What to do -> Each line of the entries below that holds "AuditConfig" is needed, copied in full.

Input ->
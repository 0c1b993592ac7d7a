//! Plan model: typed proposals, canonical normalization and extraction from
//! model output.

pub mod normalize;
pub mod parser;
pub mod types;

pub use normalize::{normalize, NormalizedPlan};
pub use parser::parse_plan;
pub use types::{DbOperation, DbPlan, Patch, Plan, PsPlan, Step, UiPlan};
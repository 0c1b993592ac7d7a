use schemars::JsonSchema;
use serde::{Deserialize, Serialize};
use std::path::PathBuf;

use super::defaults::*;

#[derive(Debug, Clone, Deserialize, Serialize, JsonSchema)]
pub struct Config {
    #[serde(default = "default_version")]
    pub version: u32,

    /// Upper bound for a single provider call, in seconds
    #[serde(default = "default_provider_timeout_sec")]
    pub provider_timeout_sec: u64,

    #[serde(default)]
    pub providers: ProvidersConfig,

    #[serde(default)]
    pub budget: BudgetConfig,

    #[serde(default)]
    pub audit: AuditConfig,
}

#[derive(Debug, Clone, Default, Deserialize, Serialize, JsonSchema)]
pub struct ProvidersConfig {
    #[serde(default)]
    pub openai: OpenAiConfig,

    #[serde(default)]
    pub anthropic: AnthropicConfig,

    #[serde(default)]
    pub vertex: VertexConfig,
}

#[derive(Debug, Clone, Deserialize, Serialize, JsonSchema)]
pub struct OpenAiConfig {
    #[serde(default = "default_openai_model")]
    pub model: String,

    /// Environment variable holding the API key
    #[serde(default = "default_openai_key_env")]
    pub api_key_env: String,

    #[serde(default = "default_openai_base_url")]
    pub base_url: String,
}

impl Default for OpenAiConfig {
    fn default() -> Self {
        Self {
            model: default_openai_model(),
            api_key_env: default_openai_key_env(),
            base_url: default_openai_base_url(),
        }
    }
}

#[derive(Debug, Clone, Deserialize, Serialize, JsonSchema)]
pub struct AnthropicConfig {
    #[serde(default = "default_anthropic_model")]
    pub model: String,

    /// Environment variable holding the API key
    #[serde(default = "default_anthropic_key_env")]
    pub api_key_env: String,

    #[serde(default = "default_anthropic_base_url")]
    pub base_url: String,

    #[serde(default = "default_anthropic_max_tokens")]
    pub max_tokens: u32,
}

impl Default for AnthropicConfig {
    fn default() -> Self {
        Self {
            model: default_anthropic_model(),
            api_key_env: default_anthropic_key_env(),
            base_url: default_anthropic_base_url(),
            max_tokens: default_anthropic_max_tokens(),
        }
    }
}

#[derive(Debug, Clone, Deserialize, Serialize, JsonSchema)]
pub struct VertexConfig {
    #[serde(default = "default_vertex_model")]
    pub model: String,

    /// GCP project id; falls back to the VERTEX_PROJECT environment variable
    #[serde(default)]
    pub project: Option<String>,

    #[serde(default = "default_vertex_location")]
    pub location: String,

    /// Environment variable holding a pre-minted OAuth access token
    #[serde(default = "default_vertex_token_env")]
    pub token_env: String,

    /// gcloud binary used to mint a token when `token_env` is unset
    #[serde(default = "default_gcloud_binary")]
    pub gcloud_binary: PathBuf,
}

impl Default for VertexConfig {
    fn default() -> Self {
        Self {
            model: default_vertex_model(),
            project: None,
            location: default_vertex_location(),
            token_env: default_vertex_token_env(),
            gcloud_binary: default_gcloud_binary(),
        }
    }
}

/// Performance budget an agreed plan has to fit in
#[derive(Debug, Clone, PartialEq, Deserialize, Serialize, JsonSchema)]
pub struct BudgetConfig {
    #[serde(default = "default_max_bundle_kb")]
    pub max_bundle_kb: f64,

    #[serde(default = "default_max_reads_per_action")]
    pub max_reads_per_action: f64,

    /// Minification/compression heuristic applied to raw patch size
    #[serde(default = "default_compression_factor")]
    pub compression_factor: f64,

    #[serde(default = "default_tti_ms_per_kb")]
    pub tti_ms_per_kb: f64,
}

impl Default for BudgetConfig {
    fn default() -> Self {
        Self {
            max_bundle_kb: default_max_bundle_kb(),
            max_reads_per_action: default_max_reads_per_action(),
            compression_factor: default_compression_factor(),
            tti_ms_per_kb: default_tti_ms_per_kb(),
        }
    }
}

#[derive(Debug, Clone, Deserialize, Serialize, JsonSchema)]
pub struct AuditConfig {
    #[serde(default = "default_true")]
    pub enabled: bool,

    #[serde(default = "default_audit_dir")]
    pub dir: PathBuf,
}

impl Default for AuditConfig {
    fn default() -> Self {
        Self {
            enabled: true,
            dir: default_audit_dir(),
        }
    }
}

Task output ->
    pub audit: AuditConfig,
pub struct AuditConfig {
impl Default for AuditConfig {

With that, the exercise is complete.